Sin embargo, esas cláusulas de confidencialidad -importantes, por cierto-, no son en absoluto suficientes para cumplir con la obligación legal del mandato escrito. La actuación del encargado de tratamiento como mandatario requiere un detalle muy específico de sus obligaciones y límites.
Sin ello, tanto el responsable del registro como el encargado del tratamiento se exponen a ser demandados por el titular, ya que carecerían de legitimidad para el uso de los datos. El primero, porque habría comunicado los datos del titular a un tercero (el encargado), sin autorización para ello, faltando a sus obligaciones legales de cuidado. El segundo, obviamente porque estaría utilizando datos del titular, sin consentimiento de este ni autorización legal.
Por lo tanto, al elaborar correctamente el contrato de mandato que exige la ley, tanto el mandante como el mandatario pueden contar con un documento que legitima el tratamiento frente al titular y mitiga eventuales responsabilidades derivadas del uso que den a la información.
¿Qué debe contener el mandato para tratamiento de datos personales?
Nuestra ley es absolutamente críptica e insuficiente sobre el contenido de estos contratos, ya que simplemente exige que se otorgue por escrito, que deje constancia de las condiciones de la utilización de los datos y obliga al mandatario a respetar su encargo. Por ese motivo, hay que mirar los estándares legales extranjeros para identificar cuál es su real contenido, requiriendo, al menos, lo siguiente: vincular el mandato con el contrato principal del servicio externalizado; explicitar el objeto del mandato; la finalidad del tratamiento que se realizará; los tipos de datos que se utilizarán; las obligaciones específicas del mandante y sus instrucciones; las obligaciones específicas del mandatario y sus prohibiciones; las medidas de seguridad; la auditabilidad del mandato; y la responsabilidad en caso de extralimitarse el mandato, entre otros.

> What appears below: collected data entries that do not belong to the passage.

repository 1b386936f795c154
//! In-memory user adapters.

mod user;

pub use user::InMemoryUserRepository;
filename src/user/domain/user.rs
//! User aggregate.

use super::{NotificationSetting, UserDomainError, UserId};
use serde::{Deserialize, Serialize};

/// A user owning a task population.
#[derive(Debug, Clone, PartialEq, Eq, Serialize, Deserialize)]
pub struct User {
    id: UserId,
    email: String,
    name: String,
    notification_settings: Vec<NotificationSetting>,
}

impl User {
    /// Creates a validated user.
    ///
    /// Name and email are trimmed.
    ///
    /// # Errors
    ///
    /// Returns [`UserDomainError::EmptyName`], [`UserDomainError::EmptyEmail`]
    /// or [`UserDomainError::InvalidEmail`] when validation fails.
    pub fn new(
        id: UserId,
        email: impl Into<String>,
        name: impl Into<String>,
    ) -> Result<Self, UserDomainError> {
        let raw_name: String = name.into();
        let name_value = validate_name(&raw_name)?;
        let email_value = validate_email(email.into())?;
        Ok(Self {
            id,
            email: email_value,
            name: name_value,
            notification_settings: Vec::new(),
        })
    }

    /// Sets notification preferences.
    #[must_use]
    pub fn with_notification_settings(
        mut self,
        settings: impl IntoIterator<Item = NotificationSetting>,
    ) -> Self {
        self.notification_settings = settings.into_iter().collect();
        self
    }

    /// Returns the user identifier.
    #[must_use]
    pub const fn id(&self) -> &UserId {
        &self.id
    }

    /// Returns the email address.
    #[must_use]
    pub fn email(&self) -> &str {
        &self.email
    }

    /// Returns the display name.
    #[must_use]
    pub fn name(&self) -> &str {
        &self.name
    }

    /// Returns the notification preferences.
    #[must_use]
    pub fn notification_settings(&self) -> &[NotificationSetting] {
        &self.notification_settings
    }

    /// Renames the user.
    ///
    /// # Errors
    ///
    /// Returns [`UserDomainError::EmptyName`] when the name is blank.
    pub fn rename(&mut self, name: impl Into<String>) -> Result<(), UserDomainError> {
        let raw_name: String = name.into();
        self.name = validate_name(&raw_name)?;
        Ok(())
    }

    /// Changes the email address.
    ///
    /// # Errors
    ///
    /// Returns [`UserDomainError::EmptyEmail`] or
    /// [`UserDomainError::InvalidEmail`] when validation fails.
    pub fn change_email(&mut self, email: impl Into<String>) -> Result<(), UserDomainError> {
        self.email = validate_email(email.into())?;
        Ok(())
    }

    /// Replaces notification preferences.
    pub fn set_notification_settings(&mut self, settings: Vec<NotificationSetting>) {
        self.notification_settings = settings;
    }
}

fn validate_name(raw: &str) -> Result<String, UserDomainError> {
    let trimmed = raw.trim();
    if trimmed.is_empty() {
        return Err(UserDomainError::EmptyName);
    }
    Ok(trimmed.to_owned())
}

fn validate_email(raw: String) -> Result<String, UserDomainError> {
    let trimmed = raw.trim();
    if trimmed.is_empty() {
        return Err(UserDomainError::EmptyEmail);
    }
    let is_valid = trimmed
        .split_once('@')
        .is_some_and(|(local, domain)| !local.is_empty() && !domain.is_empty());
    if !is_valid || trimmed.chars().any(char::is_whitespace) {
        return Err(UserDomainError::InvalidEmail(raw));
    }
    Ok(trimmed.to_owned())
}
/// Service-level errors for task lifecycle operations.
#[derive(Debug, Error)]
pub enum TaskLifecycleError {
    /// Domain validation failed.
    #[error(transparent)]
    Domain(#[from] TaskDomainError),
    /// Task repository operation failed.
    #[error(transparent)]
    Repository(#[from] TaskRepositoryError),
    /// User repository operation failed.
    #[error(transparent)]
    UserRepository(#[from] UserRepositoryError),
    /// A partial task identifier could not be resolved.
    #[error(transparent)]
    Resolution(#[from] ResolutionError),
    /// No task exists with the given identifier.
    #[error("task {0} not found")]
    NotFound(TaskId),
    /// The owning user does not exist.
    #[error("user {0} not found")]
    UnknownOwner(UserId),
    /// The task has prerequisites that are not completed.
    #[error("task {task_id} has unfinished dependencies: {}", join_ids(.unmet))]
    DependencyNotSatisfied {
        /// Task that could not start.
        task_id: TaskId,
        /// Prerequisites that are not completed, ascending.
        unmet: Vec<TaskId>,
    },
    /// The owner's inbox has no room.
    #[error("inbox for user {user_id} is full (capacity {capacity})")]
    CapacityExceeded {
        /// Owner of the inbox.
        user_id: UserId,
        /// Configured inbox capacity.
        capacity: usize,
    },
    /// The operation would create a dependency cycle.
    #[error(transparent)]
    CycleDetected(#[from] CycleError),
    /// Merged tasks must share a location.
    #[error("tasks {merged} and {target} are in different locations")]
    LocationMismatch {
        /// Task being merged away.
        merged: TaskId,
        /// Task absorbing the merge.
        target: TaskId,
    },
}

En definitiva, el Compliance sobre datos personales debe, necesariamente, poner énfasis en la correcta existencia de estos mandatos, grandes olvidados hasta ahora por los responsables de los registros, sean empresas particulares u órganos públicos, ya que se exponen a que el titular los demande por no cuidar sus datos.
Pero son aún más importantes para los mandatarios, ya que sin ellos aparecen frente al titular como terceros que están usando sus datos sin autorización. Es hora de regularizar la omisión de estos mandatos, incluyéndolos como anexos de los contratos principales, porque la ley no se cumple agregando solo una cláusula de confidencialidad.